Competitive Landscape

• Other MS biologics: Ocrevus (ocrelizumab), Lemtrada (alemtuzumab).
• Crohn’s biologics: Humira (adalimumab), Stelara (ustekinumab).
• Tysabri holds approximately 8% of the MS biologic market share with stable growth.

Price and Revenue Data

Current Pricing

• Wholesale Acquisition Cost (WAC): ~$7,300 per 300 mg infusion.
• Average patient dose: 300 mg per infusion every 4 weeks.
• Annual cost per patient: ~$87,600.

Revenue

• In 2022, Biogen reported Tysabri revenues of approx. $0.9 billion.
• Sales declined slightly due to biosimilar threat and market shifts.

Patent Status and Regulatory Data

• Original patents expired in 2019.
• Biogen retains data exclusivity through Biologics Price Competition and Innovation Act (BPCIA) extensions until 2030.
• Biosimilars entered the market starting 2020; several are approved at lower prices.

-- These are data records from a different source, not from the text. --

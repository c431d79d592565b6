//! Error types for Keyburst

use thiserror::Error;

/// The main error type for Keyburst operations
#[derive(Debug, Error)]
pub enum KeyburstError {
    #[error("IO error: {0}")]
    IoError(#[from] std::io::Error),

    #[error("TOML parse error: {0}")]
    TomlParseError(String),

    #[error("Config error: {0}")]
    ConfigError(String),

    #[error("Value out of range: {field} must be between {min} and {max}, got {value}")]
    ValueOutOfRange {
        field: String,
        min: f64,
        max: f64,
        value: f64,
    },

    #[error("Render error: {0}")]
    RenderError(String),
}

/// Result type alias for Keyburst operations
pub type Result<T> = std::result::Result<T, KeyburstError>;

impl From<toml::de::Error> for KeyburstError {
    fn from(err: toml::de::Error) -> Self {
        KeyburstError::TomlParseError(err.to_string())
    }
}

Market Dynamics and Price Projections

Price Trends

• Biosimilar competition has driven a price decrease of 15-25% since 2020.
• Direct MS market consolidates use, but biosimilars reduce overall treatment costs.

Projected Price Decline

• Next 3 years: anticipated further decrease of 10-15% due to increased biosimilar penetration.
• Prices in Europe already show reductions of up to 30% post-biosimilar entry.

Revenue Expectations

• Total sales for Tysabri may decline by 10-20% over the next 3 years globally.
• Biosimilar market share in MS could reach 35% by 2025, according to IQVIA data.

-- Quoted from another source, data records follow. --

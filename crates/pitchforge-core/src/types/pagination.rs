//! Pagination types for list endpoints.

use serde::{Deserialize, Serialize};

/// Default page size.
const DEFAULT_PAGE_SIZE: u64 = 25;
/// Maximum page size.
const MAX_PAGE_SIZE: u64 = 100;

/// Request parameters for paginated queries.
#[derive(Debug, Clone, Copy, PartialEq, Eq, Serialize, Deserialize)]
pub struct PageRequest {
    /// Page number (1-based).
    #[serde(default = "default_page")]
    pub page: u64,
    /// Number of items per page.
    #[serde(default = "default_page_size")]
    pub page_size: u64,
}

impl PageRequest {
    /// Create a new page request, clamping out-of-range values.
    pub fn new(page: u64, page_size: u64) -> Self {
        Self {
            page: page.max(1),
            page_size: page_size.clamp(1, MAX_PAGE_SIZE),
        }
    }

    /// Number of items to skip.
    pub fn offset(&self) -> usize {
        (self.page.saturating_sub(1) * self.page_size) as usize
    }

    /// Maximum number of items to return.
    pub fn limit(&self) -> usize {
        self.page_size as usize
    }
}

impl Default for PageRequest {
    fn default() -> Self {
        Self {
            page: 1,
            page_size: DEFAULT_PAGE_SIZE,
        }
    }
}

/// Paginated response wrapper.
#[derive(Debug, Clone, Serialize, Deserialize)]
pub struct PageResponse<T: Serialize> {
    /// The items on this page.
    pub items: Vec<T>,
    /// Current page number (1-based).
    pub page: u64,
    /// Number of items per page.
    pub page_size: u64,
    /// Total number of items across all pages.
    pub total_items: u64,
    /// Total number of pages.
    pub total_pages: u64,
}

impl<T: Serialize> PageResponse<T> {
    /// Create a new paginated response.
    pub fn new(items: Vec<T>, request: PageRequest, total_items: u64) -> Self {
        let total_pages = if total_items == 0 {
            1
        } else {
            total_items.div_ceil(request.page_size)
        };
        Self {
            items,
            page: request.page,
            page_size: request.page_size,
            total_items,
            total_pages,
        }
    }
}

fn default_page() -> u64 {
    1
}

fn default_page_size() -> u64 {
    DEFAULT_PAGE_SIZE
}
//! # pitchforge-api
//!
//! HTTP API layer for PitchForge built on Axum.
//!
//! Exposes the batch trigger, ingestion submission and status, dead-letter
//! administration, queue inspection and health endpoints, together with the
//! credential extractors guarding them and the error-to-HTTP mapping.

pub mod app;
pub mod dto;
pub mod error;
pub mod extractors;
pub mod handlers;
pub mod middleware;
pub mod router;
pub mod state;

pub use app::build_app;
pub use state::AppState;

Key Factors Influencing Future Market and Pricing

• Biosimilar approvals and market entry will continue to pressure pricing.
• Patent litigation timelines and data exclusivity will influence biosimilar timing.
• Efficacy and safety profiles will determine physician and patient preferences.
• Regulatory policies in Europe, U.S., and emerging markets impact adoption.

Key Takeaways

• Tysabri (NDC 45963-0480) currently generates approximately $0.9 billion annually in revenue.
• Market share is declining due to biosimilar competition and price erosion.
• Pricing for Tysabri is expected to decrease further over the next three years, with a projected decline of up to 15%.
• Biosimilars are poised to capture significant market share, reducing overall treatment costs.
• Patent expiration and regulatory policies will influence future price dynamics.

FAQs

1. When did biosimilars for Tysabri enter the market?
Biosimilars approved in the U.S. starting 2020, with multiple entrants.

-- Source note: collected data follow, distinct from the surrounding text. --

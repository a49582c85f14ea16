//! Job priority levels.

use serde::{Deserialize, Serialize};
use std::fmt;
use std::str::FromStr;

/// Priority level for a queued job. Higher priorities are dequeued first.
#[derive(Debug, Clone, Copy, PartialEq, Eq, Hash, PartialOrd, Ord, Serialize, Deserialize)]
#[serde(rename_all = "lowercase")]
pub enum JobPriority {
    /// Low priority (processed last).
    Low,
    /// Medium priority (default).
    Medium,
    /// High priority.
    High,
    /// Urgent priority (processed first).
    Urgent,
}

impl JobPriority {
    /// All priorities, most urgent first.
    pub const DESCENDING: [JobPriority; 4] = [Self::Urgent, Self::High, Self::Medium, Self::Low];

    /// Return the numeric rank (higher = more urgent).
    pub fn rank(&self) -> u8 {
        match self {
            Self::Low => 1,
            Self::Medium => 2,
            Self::High => 3,
            Self::Urgent => 4,
        }
    }

    /// Return the priority as a lowercase string.
    pub fn as_str(&self) -> &'static str {
        match self {
            Self::Low => "low",
            Self::Medium => "medium",
            Self::High => "high",
            Self::Urgent => "urgent",
        }
    }
}

impl Default for JobPriority {
    fn default() -> Self {
        Self::Medium
    }
}

impl fmt::Display for JobPriority {
    fn fmt(&self, f: &mut fmt::Formatter<'_>) -> fmt::Result {
        f.write_str(self.as_str())
    }
}

impl FromStr for JobPriority {
    type Err = String;

    fn from_str(s: &str) -> Result<Self, Self::Err> {
        match s {
            "low" => Ok(Self::Low),
            "medium" => Ok(Self::Medium),
            "high" => Ok(Self::High),
            "urgent" => Ok(Self::Urgent),
            other => Err(format!("unknown job priority '{other}'")),
        }
    }
}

2. How does biosimilar entry affect Tysabri pricing?
It depresses prices by 15-25% and increases market competition.

3. What are the main competitors to Tysabri?
Ocrevus and Lemtrada for MS; Stelara and Humira for Crohn’s disease.

4. What is the expected global sales trend for Tysabri?
A decline of 10-20% over the next three years due to biosimilar competition.

5. How does patent expiration influence market dynamics?
Patent expiration opens the market for biosimilars, leading to price reductions and increased competition.

References

[1] IQVIA. (2022). Global Biologic Market Data.
[2] FDA. (2004). Tysabri (natalizumab) approval letter.
[3] Biogen. (2022). Annual report 2022.
[4] Statista. (2021). MS treatment market size.
[5] European Medicines Agency. (2022). Biosimilar updates and approvals.